Venezuela was traditionally a receiving country for migrants. In the mid-20th century it received thousands of Spaniards, Portuguese, Italians, Lebanese and Syrians. And after that came people from other countries in South America, and from the Dominican Republic and Haiti. Now the flow has turned 180 degrees and it is Venezuelans who are the protagonists of a dramatic diaspora in Latin America, which according to many experts will increase in the short term and which has already become the biggest migration crisis in the history of the Americas.
The economic collapse in this oil-producing country, which for decades was the fourth largest economy in Latin America, has translated into shortages and soaring prices of food and medicine, combined with the high rates of violence and crime, triggered the exodus of Venezuelans to neighbouring nations. Exhausted by the race for survival, more and more people are leaving.
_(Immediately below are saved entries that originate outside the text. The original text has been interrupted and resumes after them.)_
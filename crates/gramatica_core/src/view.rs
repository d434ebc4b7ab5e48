//! crates/gramatica_core/src/view.rs
//!
//! The read-only snapshot handed to the presentation layer after every change.
//! The answer key never leaves the core through this type.

use serde::Serialize;

use crate::domain::{Encouragement, SessionStatus, OPTION_COUNT, SESSION_LENGTH};
use crate::session::SessionMachine;

#[derive(Debug, Clone, PartialEq, Eq, Serialize)]
pub struct QuestionView {
    pub id: String,
    pub topic: String,
    pub difficulty: &'static str,
    pub text: String,
    pub options: [String; OPTION_COUNT],
    /// Option removed by the hint on this question.
    pub eliminated_option: Option<usize>,
    /// Present once the hint has been revealed on this question.
    pub hint: Option<String>,
}

#[derive(Debug, Clone, PartialEq, Eq, Serialize)]
pub struct FeedbackView {
    pub is_correct: bool,
    pub explanation: String,
}

#[derive(Debug, Clone, PartialEq, Eq, Serialize)]
pub struct SummaryView {
    pub score: u32,
    pub total: u32,
    pub message: String,
    pub encouragement: Encouragement,
}

#[derive(Debug, Clone, PartialEq, Eq, Serialize)]
pub struct SessionView {
    pub status: SessionStatus,
    pub score: u32,
    pub questions_answered: u32,
    pub total_questions: u32,
    /// One-based number of the question on screen, as shown in the progress bar.
    pub question_number: u32,
    pub difficulty: &'static str,
    pub hint_used: bool,
    pub question: Option<QuestionView>,
    pub feedback: Option<FeedbackView>,
    pub summary: Option<SummaryView>,
    pub resumable: bool,
}

impl From<&SessionMachine> for SessionView {
    fn from(machine: &SessionMachine) -> Self {
        let state = machine.state();
        let status = state.status();

        let question = match status {
            SessionStatus::AnsweringQuestion => state.current_question().map(|q| QuestionView {
                id: q.id.clone(),
                topic: q.topic.clone(),
                difficulty: q.difficulty.label(),
                text: q.text.clone(),
                options: q.options.clone(),
                eliminated_option: machine.eliminated_option(),
                hint: machine.eliminated_option().map(|_| q.hint.clone()),
            }),
            _ => None,
        };

        let feedback = machine.last_answer_correct().and_then(|is_correct| {
            state.current_question().map(|q| FeedbackView {
                is_correct,
                explanation: q.explanation.clone(),
            })
        });

        let summary = match (status, machine.summary_message()) {
            (SessionStatus::Completed, Some(message)) => Some(SummaryView {
                score: state.score(),
                total: state.questions_answered(),
                message: message.to_string(),
                encouragement: Encouragement::for_score(
                    state.score(),
                    state.questions_answered(),
                ),
            }),
            _ => None,
        };

        let on_screen = u32::from(status == SessionStatus::AnsweringQuestion);

        Self {
            status,
            score: state.score(),
            questions_answered: state.questions_answered(),
            total_questions: SESSION_LENGTH,
            question_number: state.questions_answered() + on_screen,
            difficulty: state.selected_difficulty().label(),
            hint_used: state.hint_used(),
            question,
            feedback,
            summary,
            resumable: machine.resumable().is_some(),
        }
    }
}
//! crates/gramatica_core/src/runtime.rs
//!
//! Drives one quiz session: turns user intents into machine events, runs them
//! through the transition coordinator, and carries out the resulting effects
//! against the ports.
//!
//! Content and narration requests run as spawned tasks. They are single-shot:
//! a failed question is reported to the user, a failed summary is replaced by a
//! default message, and a failed narration is dropped.

use std::sync::atomic::{AtomicBool, Ordering};
use std::sync::Arc;
use std::time::Duration;

use arc_swap::ArcSwap;
use rand::rngs::StdRng;
use rand::SeedableRng;
use serde::Serialize;
use tokio::sync::Mutex;
use tokio_util::sync::CancellationToken;
use tracing::{debug, error, info, warn};

use crate::domain::{ContentError, Difficulty, Question};
use crate::persistence::SnapshotRepository;
use crate::ports::{
    AudioOutput, ContentProvider, SessionPresenter, SnapshotStore, SoundEffect,
    TextToSpeechService,
};
use crate::session::{Effect, SessionEvent, SessionMachine, DEFAULT_SUMMARY_MESSAGE};
use crate::transition::{
    TransitionCoordinator, TransitionError, TransitionObserver, TransitionPhase,
    DEFAULT_SETTLE_DELAY,
};
use crate::view::SessionView;

const GREETING: &str =
    "Olá aventureiro! Escolhe um nível de dificuldade para começares a tua aventura gramatical!";
const GREETING_WITH_SAVED_GAME: &str =
    "Olá de novo! Queres continuar a tua aventura ou preferes começar um novo desafio?";

/// Every collaborator a runtime talks to.
#[derive(Clone)]
pub struct QuizPorts {
    pub content: Arc<dyn ContentProvider>,
    pub tts: Arc<dyn TextToSpeechService>,
    pub audio: Arc<dyn AudioOutput>,
    pub store: Arc<dyn SnapshotStore>,
    pub presenter: Arc<dyn SessionPresenter>,
}

#[derive(Debug, Clone)]
pub struct RuntimeSettings {
    pub settle_delay: Duration,
    /// Fixes the randomness source (topics, hint elimination) when set.
    pub rng_seed: Option<u64>,
}

impl Default for RuntimeSettings {
    fn default() -> Self {
        Self {
            settle_delay: DEFAULT_SETTLE_DELAY,
            rng_seed: None,
        }
    }
}

/// What the presentation layer needs to know right after startup.
#[derive(Debug, Clone, Copy, PartialEq, Eq, Serialize)]
pub struct StartupReport {
    pub resumable: bool,
    pub muted: bool,
}

pub struct QuizRuntime {
    machine: Mutex<SessionMachine>,
    coordinator: TransitionCoordinator,
    snapshots: SnapshotRepository,
    content: Arc<dyn ContentProvider>,
    tts: Arc<dyn TextToSpeechService>,
    audio: Arc<dyn AudioOutput>,
    presenter: Arc<dyn SessionPresenter>,
    /// Cancels the narration currently being generated.
    narration: ArcSwap<CancellationToken>,
    muted: AtomicBool,
}

impl QuizRuntime {
    pub fn new(ports: QuizPorts, settings: RuntimeSettings) -> Arc<Self> {
        let rng = match settings.rng_seed {
            Some(seed) => StdRng::seed_from_u64(seed),
            None => StdRng::from_entropy(),
        };
        Arc::new(Self {
            machine: Mutex::new(SessionMachine::new(Box::new(rng))),
            coordinator: TransitionCoordinator::new(settings.settle_delay),
            snapshots: SnapshotRepository::new(ports.store),
            content: ports.content,
            tts: ports.tts,
            audio: ports.audio,
            presenter: ports.presenter,
            narration: ArcSwap::from_pointee(CancellationToken::new()),
            muted: AtomicBool::new(false),
        })
    }

    //-------------------------------------------------------------------------------------
    // Lifecycle
    //-------------------------------------------------------------------------------------

    /// Restores the mute preference and offers any resumable stored session.
    pub async fn initialize(&self) -> StartupReport {
        let muted = self.snapshots.load_muted();
        self.muted.store(muted, Ordering::Release);
        self.audio.set_muted(muted);
        if !muted {
            self.audio.start_ambient();
        }

        let mut machine = self.machine.lock().await;
        machine.offer_resume(self.snapshots.load_resumable());
        let report = StartupReport {
            resumable: machine.resumable().is_some(),
            muted,
        };
        self.presenter.show(&SessionView::from(&*machine));
        info!(
            resumable = report.resumable,
            muted = report.muted,
            "Quiz runtime initialized."
        );
        report
    }

    /// Silences everything owned by this runtime.
    pub fn shutdown(&self) {
        self.narration.load().cancel();
        self.audio.stop_narration();
        self.audio.stop_ambient();
        info!("Quiz runtime shut down.");
    }

    //-------------------------------------------------------------------------------------
    // User intents
    //-------------------------------------------------------------------------------------

    pub async fn start_session(self: &Arc<Self>, difficulty: Difficulty) -> Result<(), TransitionError> {
        info!(difficulty = %difficulty, "Starting a new session.");
        self.audio.play_effect(SoundEffect::Click);
        self.dispatch(SessionEvent::StartSession(difficulty)).await
    }

    pub async fn resume_session(self: &Arc<Self>) -> Result<(), TransitionError> {
        info!("Resuming saved session.");
        self.audio.play_effect(SoundEffect::Click);
        self.dispatch(SessionEvent::ResumeSession).await
    }

    pub async fn submit_answer(self: &Arc<Self>, index: usize) -> Result<(), TransitionError> {
        self.dispatch(SessionEvent::SubmitAnswer(index)).await
    }

    pub async fn continue_session(self: &Arc<Self>) -> Result<(), TransitionError> {
        self.audio.play_effect(SoundEffect::Click);
        self.dispatch(SessionEvent::Continue).await
    }

    pub async fn restart(self: &Arc<Self>) -> Result<(), TransitionError> {
        self.audio.play_effect(SoundEffect::Click);
        self.dispatch(SessionEvent::RestartRequested).await
    }

    pub async fn use_hint(self: &Arc<Self>) -> Result<(), TransitionError> {
        let effects = self
            .coordinator
            .apply_now(&self.machine, SessionEvent::UseHint, &**self)
            .await?;
        self.execute(effects);
        Ok(())
    }

    /// Reads the start screen greeting aloud.
    pub async fn read_greeting(self: &Arc<Self>) {
        let has_saved_game = self.machine.lock().await.resumable().is_some();
        let text = if has_saved_game {
            GREETING_WITH_SAVED_GAME
        } else {
            GREETING
        };
        self.narrate(text.to_string());
    }

    pub fn set_muted(&self, muted: bool) {
        self.muted.store(muted, Ordering::Release);
        self.audio.set_muted(muted);
        if muted {
            self.stop_narration();
            self.audio.stop_ambient();
        } else {
            self.audio.start_ambient();
        }
        self.snapshots.save_muted(muted);
        debug!(muted, "Mute preference changed.");
    }

    pub fn stop_narration(&self) {
        self.narration.load().cancel();
        self.audio.stop_narration();
    }

    pub fn is_muted(&self) -> bool {
        self.muted.load(Ordering::Acquire)
    }

    pub fn is_transitioning(&self) -> bool {
        self.coordinator.is_pending()
    }

    pub async fn view(&self) -> SessionView {
        SessionView::from(&*self.machine.lock().await)
    }

    //-------------------------------------------------------------------------------------
    // Effect execution
    //-------------------------------------------------------------------------------------

    async fn dispatch(self: &Arc<Self>, event: SessionEvent) -> Result<(), TransitionError> {
        let effects = self
            .coordinator
            .dispatch(&self.machine, event, &**self)
            .await?;
        self.execute(effects);
        Ok(())
    }

    async fn apply_provider_result(self: &Arc<Self>, event: SessionEvent) {
        let failed = matches!(event, SessionEvent::ContentFailed(_));
        match self
            .coordinator
            .apply_external(&self.machine, event, &**self)
            .await
        {
            Ok(effects) => self.execute(effects),
            Err(e) => warn!("Discarding content that arrived out of turn: {}", e),
        }

        // The stored progress survives a failed fetch, so offer it again.
        if failed {
            let mut machine = self.machine.lock().await;
            machine.offer_resume(self.snapshots.load_resumable());
            self.presenter.show(&SessionView::from(&*machine));
        }
    }

    fn execute(self: &Arc<Self>, effects: Vec<Effect>) {
        for effect in effects {
            match effect {
                Effect::RequestQuestion { topic, difficulty } => {
                    self.spawn_question_request(topic, difficulty)
                }
                Effect::RequestSummary { score, total } => {
                    self.spawn_summary_request(score, total)
                }
                Effect::Narrate(text) => self.narrate(text),
                Effect::PlayEffect(sound) => self.audio.play_effect(sound),
                Effect::ReportError(message) => self.presenter.report_error(&message),
                Effect::DiscardSnapshot => self.snapshots.discard(),
            }
        }
    }

    fn spawn_question_request(self: &Arc<Self>, topic: String, difficulty: Difficulty) {
        let runtime = Arc::clone(self);
        tokio::spawn(async move {
            info!(topic = %topic, difficulty = %difficulty, "Requesting question.");
            let result = runtime
                .content
                .generate_question(&topic, difficulty)
                .await
                .map_err(|e| ContentError::Provider(e.to_string()))
                .and_then(|generated| Question::from_generated(generated, &topic, difficulty));

            let event = match result {
                Ok(question) => SessionEvent::ContentReady(question),
                Err(e) => {
                    error!("Failed to load question: {}", e);
                    SessionEvent::ContentFailed(e.to_string())
                }
            };
            runtime.apply_provider_result(event).await;
        });
    }

    fn spawn_summary_request(self: &Arc<Self>, score: u32, total: u32) {
        let runtime = Arc::clone(self);
        tokio::spawn(async move {
            let message = match runtime.content.generate_summary(score, total).await {
                Ok(message) if !message.trim().is_empty() => message.trim().to_string(),
                Ok(_) => {
                    warn!("Summary message was empty; using the default.");
                    DEFAULT_SUMMARY_MESSAGE.to_string()
                }
                Err(e) => {
                    warn!("Summary generation failed; using the default: {}", e);
                    DEFAULT_SUMMARY_MESSAGE.to_string()
                }
            };
            runtime
                .apply_provider_result(SessionEvent::SummaryReady(message))
                .await;
        });
    }

    /// Starts best-effort narration of `text`, replacing any narration that is
    /// still being generated.
    fn narrate(self: &Arc<Self>, text: String) {
        if self.is_muted() {
            return;
        }
        let token = CancellationToken::new();
        self.narration.swap(Arc::new(token.clone())).cancel();

        let runtime = Arc::clone(self);
        tokio::spawn(async move {
            tokio::select! {
                _ = token.cancelled() => {
                    debug!("Narration cancelled before its audio arrived.");
                }
                result = runtime.tts.generate_audio(&text) => match result {
                    Ok(Some(audio)) if !token.is_cancelled() => runtime.audio.play_narration(audio),
                    Ok(Some(_)) => debug!("Dropping narration that was cancelled."),
                    Ok(None) => debug!("No narration audio was produced."),
                    Err(e) => warn!("Narration skipped: {}", e),
                },
            }
        });
    }
}

impl TransitionObserver for QuizRuntime {
    fn on_exit(&self, _machine: &SessionMachine) {
        self.stop_narration();
        self.presenter.transition(TransitionPhase::Exiting);
    }

    fn on_commit(&self, machine: &SessionMachine) {
        self.snapshots.sync(machine.state());
        self.presenter.show(&SessionView::from(machine));
    }

    fn on_enter(&self, _machine: &SessionMachine) {
        self.presenter.transition(TransitionPhase::Entering);
    }
}
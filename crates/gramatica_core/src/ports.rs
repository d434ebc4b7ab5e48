//! crates/gramatica_core/src/ports.rs
//!
//! Defines the service contracts (traits) for every external collaborator of the
//! quiz core. These traits form the boundary of the hexagonal architecture, so the
//! core stays independent of the content API, the audio device and the storage
//! medium actually in use.

use async_trait::async_trait;
use serde::Serialize;

use crate::domain::{Difficulty, GeneratedQuestion};
use crate::transition::TransitionPhase;
use crate::view::SessionView;

//=========================================================================================
// Generic Port Error and Result Types
//=========================================================================================

/// A generic error type for all port operations.
/// This abstracts away the specific errors from external services (network, disk, parsing).
#[derive(Debug, thiserror::Error)]
pub enum PortError {
    #[error("Invalid response from provider: {0}")]
    InvalidResponse(String),
    #[error("An unexpected error occurred: {0}")]
    Unexpected(String),
}

/// A convenience type alias for `Result<T, PortError>`.
pub type PortResult<T> = Result<T, PortError>;

//=========================================================================================
// Remote Content Ports (Traits)
//=========================================================================================

#[async_trait]
pub trait ContentProvider: Send + Sync {
    /// Generates one multiple-choice question on `topic` at `difficulty`.
    async fn generate_question(
        &self,
        topic: &str,
        difficulty: Difficulty,
    ) -> PortResult<GeneratedQuestion>;

    /// Generates a short congratulatory message for the final score.
    async fn generate_summary(&self, score: u32, total: u32) -> PortResult<String>;
}

#[async_trait]
pub trait TextToSpeechService: Send + Sync {
    /// Generates audio data from a string of text. `Ok(None)` means the provider
    /// had nothing to say, which is not an error.
    async fn generate_audio(&self, text: &str) -> PortResult<Option<Vec<u8>>>;
}

//=========================================================================================
// Local Fire-and-Forget Ports (Traits)
//=========================================================================================

/// Short sound effects played on user interaction.
#[derive(Debug, Clone, Copy, PartialEq, Eq, Serialize)]
#[serde(rename_all = "snake_case")]
pub enum SoundEffect {
    Click,
    Success,
    Failure,
}

/// Audio playback owned by the presentation side. Nothing here reports back.
pub trait AudioOutput: Send + Sync {
    fn play_narration(&self, audio: Vec<u8>);
    fn stop_narration(&self);
    fn set_muted(&self, muted: bool);
    fn play_effect(&self, effect: SoundEffect);
    fn start_ambient(&self);
    fn stop_ambient(&self);
}

/// Best-effort key-value blob storage for a single device.
pub trait SnapshotStore: Send + Sync {
    fn save(&self, key: &str, blob: &str) -> PortResult<()>;
    fn load(&self, key: &str) -> PortResult<Option<String>>;
    fn delete(&self, key: &str) -> PortResult<()>;
}

/// Receives state snapshots and transition signals for rendering.
pub trait SessionPresenter: Send + Sync {
    fn show(&self, view: &SessionView);
    fn transition(&self, phase: TransitionPhase);
    fn report_error(&self, message: &str);
}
United Nations agencies estimate that 2.3 million people have left Venezuela in the last three years, 7.2 percent of the country’s population of 31.8 milliony, Stephane Dujarric, spokesman for the United Nations Secretary-General, said on Aug. 20. But in early September, international humanitarian organisations set the number of people in the exodus at between 3.5 and 4.0 million. Sociologist Tomás Páez, who directs a study on “the Venezuelan diaspora,” maintains that some three million have migrated in the last two decades.
“These are all estimates, because many people cross the border just to go shopping, and there are no accurate records in Venezuela, and because in some countries migrants settle illegally, but even so it is about 10 percent of our 31 million inhabitants,” expert Oscar Hernández, who is the head of the Migrant Training Centre, told IPS. He also considered that “it is a very, very serious brain drain. We are going to pay dearly for all the talent that is leaving, so many professionals, teachers and students, people at the peak of their productive age.”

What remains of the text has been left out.